ADEUS, LEITO 16! O FUNIL
Depois de idas e vindas ao hospital, minha mãe, por fim, ficou internada com uma pielonefrite bem agravada.
Inúmeras pessoas foram informadas. Apenas algumas se preocuparam a ponto de mandar mensagens diárias para saber do estado de saúde dela. Surpreendentemente, pessoas que conheci na sala de espera do hospital, com as quais não havia qualquer vínculo anterior.
Entramos num domingo, saímos numa sexta. No status de Whatsapp fiz duas publicações, a primeira dizia:
É na hora da dificuldade que a gente sabe quem é quem. Quem se importa, quem se interessa, quem ama com o amor de Jesus. Ou seja, amor prático.
A segunda publicação, foi apenas uma foto com o número do leito e a legenda: "Adeus, leito 16!'
A primeira publicação, visualizada por 22 pessoas.
A segunda, por 17, incluindo parentes.
Apenas duas pessoas perguntaram o que houve.
Como única filha capaz de cuidar da minha mãe, eu teria que passar todos esses dias dormindo e acordando no hospital, posto que minha outra irmã é falecida.
Pois bem, desamparada por muitos, mas não por todos, pois Deus sempre faz murta brotar no deserto quando necessário. Então, Ele enviou duas pessoas, a primeira não pode ficar, porque seria uma idosa tomando conta de outra, mesmo assim senti-me abraçada pela intenção e dispensação dela. A segunda se dispôs para ficar em meu lugar à noite durante todos esses dias, pessoa essa que terá minha eterna gratidão.
Contudo, ninguém sabia disso, nem procurou saber, em todo caso teria sido eu absolutamente a ficar no hospital a julgar pelo apoio que não recebi.
Mas, o que sempre me choca e entristece é o funil.
Quando tudo está bem, as pessoas enviam mensagens diárias, áudios de bom dia, etc., mas a dificuldade se mostra como um funil muito rígido e aí, às vezes, a pessoa só pode contar com uma única alma capaz de se envolver de verdade, ainda bem que pelo menos uma se envolveu.
Se muitas pessoas tivessem a chance de passar uma semana num hospital talvez saíssem mais humanas, porque é sem dúvida alguma um grande aprendizado.

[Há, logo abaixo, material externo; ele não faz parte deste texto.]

use crate::{MockUpstream, TestRegistry, describe, test_registry};
use depot::models::{ListQuery, PackageSort, PackageSource, Requirements};
use std::collections::HashSet;

fn registry_with_packages(count: usize) -> TestRegistry {
    let registry = test_registry(MockUpstream::disabled());
    for i in 0..count {
        registry
            .create_package(
                &format!("pkg_{i:02}"),
                "hexpm",
                describe(&format!("Package number {i}")),
                false,
                PackageSource::Local,
            )
            .unwrap();
    }
    registry
}

fn names(page: &depot::models::PackagePage) -> Vec<String> {
    page.packages.iter().map(|p| p.name.clone()).collect()
}

#[cfg(test)]
mod listing_tests {
    use super::*;

    #[tokio::test]
    async fn test_pagination_partitions_the_listing() {
        let registry = registry_with_packages(25);

        let mut pages = Vec::new();
        for page in 1..=3 {
            let query = ListQuery {
                page,
                per_page: 10,
                ..ListQuery::default()
            };
            pages.push(registry.list_packages(&query).await.unwrap());
        }

        assert_eq!(pages[0].packages.len(), 10);
        assert_eq!(pages[1].packages.len(), 10);
        assert_eq!(pages[2].packages.len(), 5);
        assert!(pages.iter().all(|p| p.total == 25));

        let page1: HashSet<String> = names(&pages[0]).into_iter().collect();
        let page2: HashSet<String> = names(&pages[1]).into_iter().collect();
        let page3: HashSet<String> = names(&pages[2]).into_iter().collect();
        assert!(page1.is_disjoint(&page2));
        assert!(page2.is_disjoint(&page3));

        let union: Vec<String> = pages.iter().flat_map(names).collect();
        let everything = registry
            .list_packages(&ListQuery {
                per_page: 100,
                ..ListQuery::default()
            })
            .await
            .unwrap();
        assert_eq!(union, names(&everything));
        assert_eq!(union.len(), 25);
        assert_eq!(union.first().map(String::as_str), Some("pkg_00"));
    }

    #[tokio::test]
    async fn test_pagination_clamps_parameters() {
        let registry = registry_with_packages(3);

        let page = registry
            .list_packages(&ListQuery {
                page: 0,
                per_page: 10_000,
                ..ListQuery::default()
            })
            .await
            .unwrap();
        assert_eq!(page.page, 1);
        assert_eq!(page.per_page, registry.config().max_per_page);
        assert_eq!(page.packages.len(), 3);

        let past_the_end = registry
            .list_packages(&ListQuery {
                page: 9,
                per_page: 2,
                ..ListQuery::default()
            })
            .await
            .unwrap();
        assert!(past_the_end.packages.is_empty());
        assert_eq!(past_the_end.total, 3);
    }

    #[tokio::test]
    async fn test_search_matches_name_and_description_case_insensitively() {
        let registry = test_registry(MockUpstream::disabled());
        registry
            .create_package("phoenix", "hexpm", describe("Web Framework"), false, PackageSource::Local)
            .unwrap();
        registry
            .create_package("plug", "hexpm", describe("Composable web modules"), false, PackageSource::Local)
            .unwrap();
        registry
            .create_package("jason", "hexpm", describe("JSON parser"), false, PackageSource::Local)
            .unwrap();

        let web = registry
            .list_packages(&ListQuery {
                search: Some("WEB".to_string()),
                ..ListQuery::default()
            })
            .await
            .unwrap();
        assert_eq!(names(&web), vec!["phoenix", "plug"]);

        let by_name = registry
            .list_packages(&ListQuery {
                search: Some("Jas".to_string()),
                ..ListQuery::default()
            })
            .await
            .unwrap();
        assert_eq!(names(&by_name), vec!["jason"]);

        let letter = registry
            .list_packages(&ListQuery {
                letter: Some('P'),
                ..ListQuery::default()
            })
            .await
            .unwrap();
        assert_eq!(names(&letter), vec!["phoenix", "plug"]);

        let none = registry
            .list_packages(&ListQuery {
                search: Some("database".to_string()),
                ..ListQuery::default()
            })
            .await
            .unwrap();
        assert!(none.packages.is_empty());
        assert_eq!(none.total, 0);
    }

    #[tokio::test]
    async fn test_download_sorts() {
        let registry = test_registry(MockUpstream::disabled());
        for (name, downloads) in [("ecto", 2), ("jason", 5), ("plug", 2)] {
            registry
                .create_package(name, "hexpm", describe(""), false, PackageSource::Local)
                .unwrap();
            registry
                .create_release(name, "1.0.0", describe(""), Requirements::new(), b"tar")
                .await
                .unwrap();
            for _ in 0..downloads {
                registry.record_download(name, "1.0.0").unwrap();
            }
        }

        for sort in [PackageSort::TotalDownloads, PackageSort::RecentDownloads] {
            let page = registry
                .list_packages(&ListQuery {
                    sort,
                    ..ListQuery::default()
                })
                .await
                .unwrap();
            // ties fall back to name ascending
            assert_eq!(names(&page), vec!["jason", "ecto", "plug"], "sort {sort:?}");
        }
    }

    #[tokio::test]
    async fn test_recently_updated_and_created_sorts() {
        let registry = test_registry(MockUpstream::disabled());
        for name in ["ecto", "jason", "plug"] {
            registry
                .create_package(name, "hexpm", describe(""), false, PackageSource::Local)
                .unwrap();
            tokio::time::sleep(std::time::Duration::from_millis(2)).await;
        }
        registry
            .update_package_meta("ecto", describe("touched"))
            .unwrap();

        let updated = registry
            .list_packages(&ListQuery {
                sort: PackageSort::RecentlyUpdated,
                ..ListQuery::default()
            })
            .await
            .unwrap();
        assert_eq!(names(&updated), vec!["ecto", "plug", "jason"]);

        let created = registry
            .list_packages(&ListQuery {
                sort: PackageSort::RecentlyCreated,
                ..ListQuery::default()
            })
            .await
            .unwrap();
        assert_eq!(names(&created), vec!["plug", "jason", "ecto"]);
    }

    #[tokio::test]
    async fn test_empty_search_falls_back_to_upstream() {
        let upstream = MockUpstream::enabled()
            .with_package("phoenix", "Peace of mind", 120_000_000)
            .with_package("phoenix_html", "HTML helpers", 90_000_000)
            .with_package("plug", "Composable modules", 150_000_000);
        let registry = test_registry(upstream);

        let page = registry
            .list_packages(&ListQuery {
                search: Some("phoenix".to_string()),
                upstream_fallback: true,
                ..ListQuery::default()
            })
            .await
            .unwrap();

        assert_eq!(names(&page), vec!["phoenix", "phoenix_html"]);
        assert_eq!(page.total, 2);
        assert!(page.packages.iter().all(|p| p.source == PackageSource::Cached));
        assert!(page.packages.iter().all(|p| p.id == 0));
        assert_eq!(page.packages[0].downloads, 120_000_000);
        assert_eq!(registry.upstream.calls(), 1);

        // nothing was persisted
        let local = registry
            .list_packages(&ListQuery::default())
            .await
            .unwrap();
        assert!(local.packages.is_empty());
    }

    #[tokio::test]
    async fn test_no_upstream_fallback_without_search_term_or_flag() {
        let upstream = MockUpstream::enabled().with_package("phoenix", "Peace of mind", 1);
        let registry = test_registry(upstream);

        for query in [
            ListQuery {
                upstream_fallback: true,
                ..ListQuery::default()
            },
            ListQuery {
                search: Some("   ".to_string()),
                upstream_fallback: true,
                ..ListQuery::default()
            },
            ListQuery {
                search: Some("phoenix".to_string()),
                upstream_fallback: false,
                ..ListQuery::default()
            },
        ] {
            let page = registry.list_packages(&query).await.unwrap();
            assert!(page.packages.is_empty());
        }
        assert_eq!(registry.upstream.calls(), 0);
    }

    #[tokio::test]
    async fn test_local_hits_suppress_upstream_search() {
        let upstream = MockUpstream::enabled().with_package("plug_cowboy", "Cowboy adapter", 1);
        let registry = test_registry(upstream);
        registry
            .create_package("plug", "hexpm", describe(""), false, PackageSource::Local)
            .unwrap();

        let page = registry
            .list_packages(&ListQuery {
                search: Some("plug".to_string()),
                upstream_fallback: true,
                ..ListQuery::default()
            })
            .await
            .unwrap();
        assert_eq!(names(&page), vec!["plug"]);
        assert_eq!(registry.upstream.calls(), 0);
    }

    #[tokio::test]
    async fn test_upstream_fallback_honours_letter_filter() {
        let upstream = MockUpstream::enabled()
            .with_package("phoenix", "Peace of mind", 120_000_000)
            .with_package("phoenix_html", "HTML helpers", 90_000_000)
            .with_package("live_phoenix", "Live views", 1_000);
        let registry = test_registry(upstream);

        let unfiltered = registry
            .list_packages(&ListQuery {
                search: Some("phoenix".to_string()),
                upstream_fallback: true,
                ..ListQuery::default()
            })
            .await
            .unwrap();
        assert_eq!(unfiltered.total, 3);

        let page = registry
            .list_packages(&ListQuery {
                search: Some("phoenix".to_string()),
                letter: Some('L'),
                upstream_fallback: true,
                ..ListQuery::default()
            })
            .await
            .unwrap();
        assert_eq!(names(&page), vec!["live_phoenix"]);
        assert_eq!(page.total, 1);
        assert_eq!(registry.upstream.calls(), 2);
    }
}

Nesse meu "estágio" da vida, vi pessoas desamparadas quando mais precisavam. Pessoas que não tinham condição de pegar um copo d'água pra si. Vi pessoas que largaram todos em busca de melhor oportunidade e, agora, estavam absolutamente sozinhas sem condição de por o pé no chão e sem poder avisar a parentes todos em outra cidade. Vi como a escala de dor é relativa, e que , portanto, não dá para julgar a dor do outro pela sua própria capacidade de resistir à ela. Vi que o tribunal humano já nasceu falido, e que o martelo da sentença que geralmente é de condenação, deveria bater mais forte para absolvição. Vi pessoas se negarem a descansar, agravando assim a enfermidade. Vi como uma mente teimosa pode ser destrutiva, enfim, vi gente morrer na minha frente, sem que pudesse ajudar em mais nada.
Vi como literalmente nem sempre há tempo para despedidas.
Vi muitas coisas, não saí mais amarga dessa minha imersão forçada, mas de algum.modo sai mais humana do que pensei ser capaz. Saí dolorida fisicamente e emocionalmente por ver e viver na pele o desinteresse justamente daqueles que demonstravam algum afeto, mas que na prática foram Ninguém.
No entanto, aprendi a confiar mais em Deus, e Ele trouxe tudo que precisei.
Concluindo, mas não deprimindo, apenas constatando, precisamos sempre esperar mais de Deus e muito pouco das pessoas, pois a maioria desconhece o que é o verdadeiro amor.